Elle ouvrit la bouche avant de bloquer ses mots. Ses yeux ployaient de plus en plus.

« Sau... Sauver Astarion... »

Encore un peu.

« Lui avez-vous vraiment pardonné de vous avoir abandonnée ? »

La craquelure. Silesta se brisa dans un soupir gémissant et porta aussitôt la main à sa bouche pour se retenir.

« Je... Il a... »

Trop tard, la brèche venait déjà de tracer sa zébrure en elle. Les yeux en larmes, la jeune femme enfouit son visage entre ses mains pour évacuer ce caillot qui la gangrenait depuis des mois. Elle faisait enfin face à ce qu'elle cachait sous de fausses allégations : même si elle l'aimait, même si elle le comprenait, même si elle voulait le sauver... Silesta était en colère contre Astarion pour ce qu'il avait fait. Mais son amour pour lui l'aveuglait. Elle lui en voulait et ne savait pas si ce qu'elle faisait servirait à quelque chose.

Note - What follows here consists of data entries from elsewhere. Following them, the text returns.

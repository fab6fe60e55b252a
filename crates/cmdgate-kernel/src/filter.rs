//! [`CommandFilter`] – vehicle-limit interlock for the selected command.
//!
//! Every candidate [`Command`] passes through a fixed chain of stages before
//! it may reach the actuation interface.  Absolute stages clamp a value into
//! a symmetric band; rate stages bound the change relative to the previously
//! emitted command (the continuity anchor) so that no single cycle moves
//! further than `limit · dt`:
//!
//! | # | Stage | Bound |
//! |---|-------|-------|
//! | 1 | longitudinal jerk | `acc ∈ prev.acc ± lon_jerk_lim·dt`, `jerk ∈ ±lon_jerk_lim` |
//! | 2 | longitudinal acceleration | `acc ∈ ±lon_acc_lim`, `vel ∈ prev.vel ± lon_acc_lim·dt` |
//! | 3 | velocity | `vel ∈ ±vel_lim` |
//! | 4 | steering angle | `steer ∈ ±steer_lim` |
//! | 5 | steering rate | `steer_rate ∈ ±steer_rate_lim`, `steer ∈ prev.steer ± steer_rate_lim·dt` |
//! | 6 | lateral jerk | `lat_acc ∈ prev_lat_acc ± lat_jerk_lim·dt` |
//! | 7 | lateral acceleration | `lat_acc ∈ ±lat_acc_lim` |
//! | 8 | actual steering divergence | `steer ∈ measured_steer ± actual_steer_diff_lim` |
//!
//! All table limits are interpolated at the current measured speed.  Lateral
//! acceleration is `v² · tan(steer) / wheel_base`.
//!
//! Rate stages are skipped when there is no anchor yet or the elapsed time is
//! not positive; absolute stages always apply.  Two parameter sets exist,
//! *nominal* and *transition*, and [`CommandFilter::set_transition_flag`]
//! chooses between them.

use std::time::Instant;

use cmdgate_types::{Command, GateError, VehicleState};

use crate::limit_table::LimitTable;

/// Below this speed no lateral acceleration is defined and the lateral stages
/// are skipped.
const MIN_LATERAL_SPEED: f64 = 0.01;

// ────────────────────────────────────────────────────────────────────────────
// Parameters
// ────────────────────────────────────────────────────────────────────────────

/// One complete limit set (nominal or transition).
#[derive(Debug, Clone, PartialEq)]
pub struct FilterParams {
    /// Absolute velocity limit [m/s].
    pub vel_lim: f64,
    /// Steering tire angle limit [rad].
    pub steer_lim: LimitTable,
    /// Steering tire rotation rate limit [rad/s].
    pub steer_rate_lim: LimitTable,
    /// Longitudinal acceleration limit [m/s²].
    pub lon_acc_lim: LimitTable,
    /// Longitudinal jerk limit [m/s³].
    pub lon_jerk_lim: LimitTable,
    /// Lateral acceleration limit [m/s²].
    pub lat_acc_lim: LimitTable,
    /// Lateral jerk limit [m/s³].
    pub lat_jerk_lim: LimitTable,
    /// Allowed divergence between commanded and measured steering [rad].
    pub actual_steer_diff_lim: LimitTable,
    /// Vehicle wheel base [m].
    pub wheel_base: f64,
}

impl FilterParams {
    /// Check the scalar parameters.  Tables are validated on construction.
    pub fn validate(&self) -> Result<(), GateError> {
        if !self.vel_lim.is_finite() || self.vel_lim < 0.0 {
            return Err(GateError::Config(format!("invalid vel_lim {}", self.vel_lim)));
        }
        if !self.wheel_base.is_finite() || self.wheel_base <= 0.0 {
            return Err(GateError::Config(format!(
                "wheel base must be positive, got {}",
                self.wheel_base
            )));
        }
        Ok(())
    }
}

// ────────────────────────────────────────────────────────────────────────────
// Activation report
// ────────────────────────────────────────────────────────────────────────────

/// Which stages changed the command during one filter call.
#[derive(Debug, Clone, Copy, Default, PartialEq, Eq)]
pub struct FilterActivation {
    pub non_finite: bool,
    pub lon_jerk: bool,
    pub lon_acc: bool,
    pub velocity: bool,
    pub steer: bool,
    pub steer_rate: bool,
    pub lat_jerk: bool,
    pub lat_acc: bool,
    pub actual_steer_diff: bool,
}

impl FilterActivation {
    /// `true` if any stage altered the command.
    pub fn any(&self) -> bool {
        !self.names().is_empty()
    }

    /// Names of the stages that altered the command, in stage order.
    pub fn names(&self) -> Vec<&'static str> {
        [
            (self.non_finite, "non_finite"),
            (self.lon_jerk, "lon_jerk"),
            (self.lon_acc, "lon_acc"),
            (self.velocity, "velocity"),
            (self.steer, "steer"),
            (self.steer_rate, "steer_rate"),
            (self.lat_jerk, "lat_jerk"),
            (self.lat_acc, "lat_acc"),
            (self.actual_steer_diff, "actual_steer_diff"),
        ]
        .into_iter()
        .filter_map(|(active, name)| active.then_some(name))
        .collect()
    }
}

/// Result of one filter call.
#[derive(Debug, Clone, Copy, PartialEq)]
pub struct FilterOutput {
    pub command: Command,
    pub activation: FilterActivation,
}

// ────────────────────────────────────────────────────────────────────────────
// CommandFilter
// ────────────────────────────────────────────────────────────────────────────

/// Clamps candidate commands against the active [`FilterParams`] set.
pub struct CommandFilter {
    nominal: FilterParams,
    transition: FilterParams,
    transition_flag: bool,
    last_filtered_at: Option<Instant>,
}

impl CommandFilter {
    pub fn new(nominal: FilterParams, transition: FilterParams) -> Self {
        Self {
            nominal,
            transition,
            transition_flag: false,
            last_filtered_at: None,
        }
    }

    /// Switch between the nominal (`false`) and transition (`true`) sets.
    pub fn set_transition_flag(&mut self, flag: bool) {
        self.transition_flag = flag;
    }

    pub fn get_transition_flag(&self) -> bool {
        self.transition_flag
    }

    /// The parameter set subsequent calls use.
    pub fn active_params(&self) -> &FilterParams {
        if self.transition_flag {
            &self.transition
        } else {
            &self.nominal
        }
    }

    /// Filter `candidate` against `prev`, using the time elapsed since the
    /// previous call to this method as `dt`.
    pub fn filter(
        &mut self,
        candidate: &Command,
        prev: Option<&Command>,
        vehicle: &VehicleState,
        now: Instant,
    ) -> FilterOutput {
        let dt = self
            .last_filtered_at
            .and_then(|last| now.checked_duration_since(last))
            .map(|elapsed| elapsed.as_secs_f64());
        self.last_filtered_at = Some(now);
        self.filter_step(candidate, prev, vehicle, dt)
    }

    /// Filter `candidate` with an explicit elapsed time.
    ///
    /// `dt == None`, a non-positive `dt` or a missing `prev` disables the
    /// rate stages for this call.
    pub fn filter_step(
        &self,
        candidate: &Command,
        prev: Option<&Command>,
        vehicle: &VehicleState,
        dt: Option<f64>,
    ) -> FilterOutput {
        let params = self.active_params();
        let speed = if vehicle.speed.is_finite() {
            vehicle.speed.abs()
        } else {
            0.0
        };
        let measured_steer = vehicle.steering_angle.filter(|s| s.is_finite());
        let dt = dt.filter(|dt| dt.is_finite() && *dt > 0.0);
        let rate = prev.zip(dt);

        let mut act = FilterActivation::default();
        let mut cmd = *candidate;

        cmd = step(&mut act.non_finite, cmd, sanitize(&cmd, prev));
        cmd = step(&mut act.lon_jerk, cmd, limit_lon_jerk(&cmd, params, speed, rate));
        cmd = step(&mut act.lon_acc, cmd, limit_lon_acc(&cmd, params, speed, rate));
        cmd = step(&mut act.velocity, cmd, limit_velocity(&cmd, params));
        cmd = step(&mut act.steer, cmd, limit_steer(&cmd, params, speed));
        cmd = step(&mut act.steer_rate, cmd, limit_steer_rate(&cmd, params, speed, rate));
        cmd = step(&mut act.lat_jerk, cmd, limit_lat_jerk(&cmd, params, speed, rate));
        cmd = step(&mut act.lat_acc, cmd, limit_lat_acc(&cmd, params, speed));
        cmd = step(
            &mut act.actual_steer_diff,
            cmd,
            limit_actual_steer_diff(&cmd, params, speed, measured_steer),
        );

        FilterOutput {
            command: cmd,
            activation: act,
        }
    }
}

// ────────────────────────────────────────────────────────────────────────────
// Stages
// ────────────────────────────────────────────────────────────────────────────

fn step(activated: &mut bool, before: Command, next: Command) -> Command {
    if next != before {
        *activated = true;
    }
    next
}

fn limit_abs(value: f64, lim: f64) -> f64 {
    value.clamp(-lim, lim)
}

fn limit_diff(value: f64, prev: f64, max_step: f64) -> f64 {
    value.clamp(prev - max_step, prev + max_step)
}

/// Lateral acceleration produced by `steer` at speed `v`.
pub fn lateral_acceleration(v: f64, steer: f64, wheel_base: f64) -> f64 {
    v * v * steer.tan() / wheel_base
}

/// Steering angle that produces `lat_acc` at speed `v`.
pub fn steer_from_lateral_acceleration(v: f64, lat_acc: f64, wheel_base: f64) -> f64 {
    (lat_acc * wheel_base / (v * v)).atan()
}

fn lateral_defined(speed: f64, params: &FilterParams) -> bool {
    speed >= MIN_LATERAL_SPEED && params.wheel_base > 0.0
}

fn sanitize(cmd: &Command, prev: Option<&Command>) -> Command {
    let fallback = prev.copied().unwrap_or_default();
    let pick = |value: f64, fallback: f64| if value.is_finite() { value } else { fallback };
    Command {
        stamp: cmd.stamp,
        velocity: pick(cmd.velocity, fallback.velocity),
        acceleration: pick(cmd.acceleration, fallback.acceleration),
        jerk: pick(cmd.jerk, fallback.jerk),
        steering_angle: pick(cmd.steering_angle, fallback.steering_angle),
        steering_rate: pick(cmd.steering_rate, fallback.steering_rate),
    }
}

fn limit_lon_jerk(
    cmd: &Command,
    params: &FilterParams,
    speed: f64,
    rate: Option<(&Command, f64)>,
) -> Command {
    let lim = params.lon_jerk_lim.at(speed);
    let mut out = Command {
        jerk: limit_abs(cmd.jerk, lim),
        ..*cmd
    };
    if let Some((prev, dt)) = rate {
        out.acceleration = limit_diff(cmd.acceleration, prev.acceleration, lim * dt);
    }
    out
}

fn limit_lon_acc(
    cmd: &Command,
    params: &FilterParams,
    speed: f64,
    rate: Option<(&Command, f64)>,
) -> Command {
    let lim = params.lon_acc_lim.at(speed);
    let mut out = Command {
        acceleration: limit_abs(cmd.acceleration, lim),
        ..*cmd
    };
    if let Some((prev, dt)) = rate {
        out.velocity = limit_diff(cmd.velocity, prev.velocity, lim * dt);
    }
    out
}

fn limit_velocity(cmd: &Command, params: &FilterParams) -> Command {
    Command {
        velocity: limit_abs(cmd.velocity, params.vel_lim),
        ..*cmd
    }
}

fn limit_steer(cmd: &Command, params: &FilterParams, speed: f64) -> Command {
    Command {
        steering_angle: limit_abs(cmd.steering_angle, params.steer_lim.at(speed)),
        ..*cmd
    }
}

fn limit_steer_rate(
    cmd: &Command,
    params: &FilterParams,
    speed: f64,
    rate: Option<(&Command, f64)>,
) -> Command {
    let lim = params.steer_rate_lim.at(speed);
    let mut out = Command {
        steering_rate: limit_abs(cmd.steering_rate, lim),
        ..*cmd
    };
    if let Some((prev, dt)) = rate {
        out.steering_angle = limit_diff(cmd.steering_angle, prev.steering_angle, lim * dt);
    }
    out
}

fn limit_lat_jerk(
    cmd: &Command,
    params: &FilterParams,
    speed: f64,
    rate: Option<(&Command, f64)>,
) -> Command {
    let Some((prev, dt)) = rate else {
        return *cmd;
    };
    if !lateral_defined(speed, params) {
        return *cmd;
    }
    let wb = params.wheel_base;
    let curr_lat_acc = lateral_acceleration(speed, cmd.steering_angle, wb);
    let prev_lat_acc = lateral_acceleration(speed, prev.steering_angle, wb);
    let max_change = params.lat_jerk_lim.at(speed) * dt;

    let steering_angle = if curr_lat_acc > prev_lat_acc + max_change {
        steer_from_lateral_acceleration(speed, prev_lat_acc + max_change, wb)
    } else if curr_lat_acc < prev_lat_acc - max_change {
        steer_from_lateral_acceleration(speed, prev_lat_acc - max_change, wb)
    } else {
        cmd.steering_angle
    };
    Command {
        steering_angle,
        ..*cmd
    }
}

fn limit_lat_acc(cmd: &Command, params: &FilterParams, speed: f64) -> Command {
    if !lateral_defined(speed, params) {
        return *cmd;
    }
    let wb = params.wheel_base;
    let lim = params.lat_acc_lim.at(speed);
    let lat_acc = lateral_acceleration(speed, cmd.steering_angle, wb);
    if lat_acc.abs() <= lim {
        return *cmd;
    }
    Command {
        steering_angle: steer_from_lateral_acceleration(speed, lim.copysign(lat_acc), wb),
        ..*cmd
    }
}

fn limit_actual_steer_diff(
    cmd: &Command,
    params: &FilterParams,
    speed: f64,
    measured_steer: Option<f64>,
) -> Command {
    let Some(measured) = measured_steer else {
        return *cmd;
    };
    Command {
        steering_angle: limit_diff(
            cmd.steering_angle,
            measured,
            params.actual_steer_diff_lim.at(speed),
        ),
        ..*cmd
    }
}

Assis sur le rebord du lit face à elle, Gayle contempla Silesta. Son cœur se chargeait d'un mélange aigre entre la tristesse de voir son amie ainsi et une rancune froide envers Astarion. Silesta avait l'âme bien trop tendre. Ce vampire ne méritait pas ses larmes et encore moins qu'elle dépérisse à ce point pour lui.

D'un geste hésitant, le magicien attira la jeune femme à lui pour la prendre dans ses bras. La voir dans cet état le terrassait mais c'était un mal nécessaire pour ne pas la perdre.

D'abord surprise par ce geste, Silesta eut tôt fait de cesser de lutter et se laissa aller contre la chaleur qui l'enveloppait. Car si sa famille avait su la réconforter pour sa vie de torture avec Iwen, elle n'avait laissé personne approcher sa souffrance d'avoir perdu Astarion. Elle avait besoin d'une main pour la tirer vers la surface et Gayle lui offrait une fois encore la force qui lui faisait défaut. La jeune femme s'offrit à cette étreinte et elle pleura sans retenue, incapable de refermer cette digue qu'elle avait dressée et qui venait de lâcher. La douce fragrance d'ambre et de patchouli émanant du tissu clair contre lequel elle se blottissait était une caresse à ses sens troublés.

L'écho d'une pluie naissante au dehors vint se mêler à celle de ses yeux.

« Vous avez réussi, lui murmura Gayle, la joue contre ses cheveux d'argile. Je le savais.

_ C-Comment ça ? Je n'ai... »

Elle écarta son visage du poitrail de Gayle en s'essuyant les yeux et se figea. Il était en train de pleuvoir dans la chambre. Sur le bureau, la coiffeuse, dans la vasque posée sur la table de chevet, les tapis... Tout se perlait de petites billes d'eau dans différentes tonalités mates ou étouffées. Seuls les deux mages aussi épatés que ravis étaient à peu près à l'abri grâce à la tenture du lit.

Le magicien sourit. Jamais il n'avait été si heureux de ressentir la pluie sur lui.

« Je pense que nous allons pouvoir reprendre les cours. »


Il fallait bien que ça sorte. Et puis, un câlinou de Gayle, y'a que ça de vrai.

Eh non, Silesta n'a pas tout dit sur Astarion, ce serait beaucoup trop tôt. Faut faire mariner encore avant de savoir que le champ est libre ;) On reste sur un statu quo encore sage mais ne vous en faites pas, j'ai de quoi les cuisiner en attendant.